### Action item
With the records below as your source, retype each line exactly from the top down to the line that contains "retry-relevant categories, and", and include that line.

### Material to process

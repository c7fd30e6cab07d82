//! Model provider backends.
//!
//! Three provider families (Anthropic, OpenAI, Mistral) behind one
//! [`ModelClient`] trait. The families differ only in wire detail; every
//! client classifies failures into the same retry-relevant categories, and
//! the dispatcher's policy depends only on that classification.

pub mod anthropic;
pub mod mistral;
pub mod openai;

pub use anthropic::AnthropicClient;
pub use mistral::MistralClient;
pub use openai::OpenAiClient;

use std::sync::Arc;
use std::time::Duration;

use async_trait::async_trait;
use serde::Deserialize;
use thiserror::Error;
use tracing::warn;

use crate::config::Config;
use crate::credentials::CredentialPool;

#[derive(Debug, Error)]
pub enum ProviderError {
    #[error("HTTP error: {0}")]
    Http(#[from] reqwest::Error),

    #[error("rate limited (status {status})")]
    RateLimited { status: u16 },

    #[error("transient server error (status {status}): {message}")]
    Transient { status: u16, message: String },

    #[error("quota exhausted on key {key_index}: {message}")]
    QuotaExhausted { key_index: usize, message: String },

    #[error("API error (status {status}): {message}")]
    Api { status: u16, message: String },

    #[error("model returned empty content")]
    EmptyContent,
}

impl ProviderError {
    /// Errors worth a delayed retry on the same credentials: rate limits,
    /// server-side overload, and transport failures.
    pub fn is_retryable(&self) -> bool {
        matches!(
            self,
            ProviderError::RateLimited { .. }
                | ProviderError::Transient { .. }
                | ProviderError::Http(_)
        )
    }
}

/// Maps a non-success response to the retry-relevant error category.
///
/// Quota signatures are checked first: providers surface quota exhaustion
/// under a 429 as well, and those must rotate credentials rather than wait.
pub(crate) fn classify_response(status: u16, message: String, key_index: usize) -> ProviderError {
    let lower = message.to_lowercase();
    if lower.contains("insufficient_quota") || lower.contains("billing_hard_limit_reached") {
        return ProviderError::QuotaExhausted { key_index, message };
    }
    if status == 429 {
        return ProviderError::RateLimited { status };
    }
    if status >= 500 || lower.contains("overloaded") {
        return ProviderError::Transient { status, message };
    }
    ProviderError::Api { status, message }
}

/// One evaluation backend. `submit` sends a single prompt for a single model
/// and returns the raw response text.
#[async_trait]
pub trait ModelClient: Send + Sync {
    async fn submit(&self, model: &str, prompt: &str) -> Result<String, ProviderError>;

    /// Rotates to the next credential set after quota exhaustion was observed
    /// on key `observed`. Returns false when no credentials remain; the
    /// default implementation is for families without a rotating pool.
    fn rotate_credentials(&self, observed: usize) -> bool {
        let _ = observed;
        false
    }
}

/// HTTP client shared configuration for all provider families.
pub(crate) fn build_http_client() -> reqwest::Client {
    reqwest::Client::builder()
        .timeout(Duration::from_secs(120))
        .build()
        .expect("Failed to build HTTP client")
}

/// OpenAI-compatible chat completion response, also returned by Mistral.
#[derive(Debug, Deserialize)]
pub(crate) struct ChatResponse {
    pub choices: Vec<ChatChoice>,
}

#[derive(Debug, Deserialize)]
pub(crate) struct ChatChoice {
    pub message: ChatMessage,
}

#[derive(Debug, Deserialize)]
pub(crate) struct ChatMessage {
    pub content: Option<String>,
}

impl ChatResponse {
    pub fn text(self) -> Option<String> {
        self.choices
            .into_iter()
            .next()
            .and_then(|choice| choice.message.content)
            .filter(|content| !content.is_empty())
    }
}

/// Standard `{"error": {"message": ...}}` error body shared by all three
/// provider APIs. Falls back to the raw body when it does not parse.
#[derive(Debug, Deserialize)]
pub(crate) struct ApiErrorBody {
    error: ApiErrorDetail,
}

#[derive(Debug, Deserialize)]
struct ApiErrorDetail {
    message: String,
}

pub(crate) fn error_message(body: String) -> String {
    serde_json::from_str::<ApiErrorBody>(&body)
        .map(|e| e.error.message)
        .unwrap_or(body)
}

/// One (model, backend) pairing, resolved once at startup.
#[derive(Clone)]
pub struct ModelTarget {
    pub model: String,
    pub client: Arc<dyn ModelClient>,
}

/// Builds the evaluation targets for every configured model whose provider
/// family has usable credentials. Families with models but no key are
/// skipped with a warning.
pub fn resolve_targets(config: &Config) -> Vec<ModelTarget> {
    let mut targets = Vec::new();

    match CredentialPool::new(config.openai_api_keys.clone()) {
        Some(pool) => {
            let client: Arc<dyn ModelClient> = Arc::new(OpenAiClient::new(pool));
            for model in &config.openai_models {
                targets.push(ModelTarget {
                    model: model.clone(),
                    client: Arc::clone(&client),
                });
            }
        }
        None if !config.openai_models.is_empty() => {
            warn!("OPENAI_API_KEY not set, skipping OpenAI models");
        }
        None => {}
    }

    match &config.anthropic_api_key {
        Some(key) if !key.trim().is_empty() => {
            let client: Arc<dyn ModelClient> = Arc::new(AnthropicClient::new(key.clone()));
            for model in &config.anthropic_models {
                targets.push(ModelTarget {
                    model: model.clone(),
                    client: Arc::clone(&client),
                });
            }
        }
        _ if !config.anthropic_models.is_empty() => {
            warn!("ANTHROPIC_API_KEY not set, skipping Anthropic models");
        }
        _ => {}
    }

    match &config.mistral_api_key {
        Some(key) if !key.trim().is_empty() => {
            let client: Arc<dyn ModelClient> = Arc::new(MistralClient::new(key.clone()));
            for model in &config.mistral_models {
                targets.push(ModelTarget {
                    model: model.clone(),
                    client: Arc::clone(&client),
                });
            }
        }
        _ if !config.mistral_models.is_empty() => {
            warn!("MISTRAL_API_KEY not set, skipping Mistral models");
        }
        _ => {}
    }

    targets
}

### Response
repository c7fd30e6cab07d82
//! Model provider backends.
//!
//! Three provider families (Anthropic, OpenAI, Mistral) behind one
//! [`ModelClient`] trait. The families differ only in wire detail; every
//! client classifies failures into the same retry-relevant categories, and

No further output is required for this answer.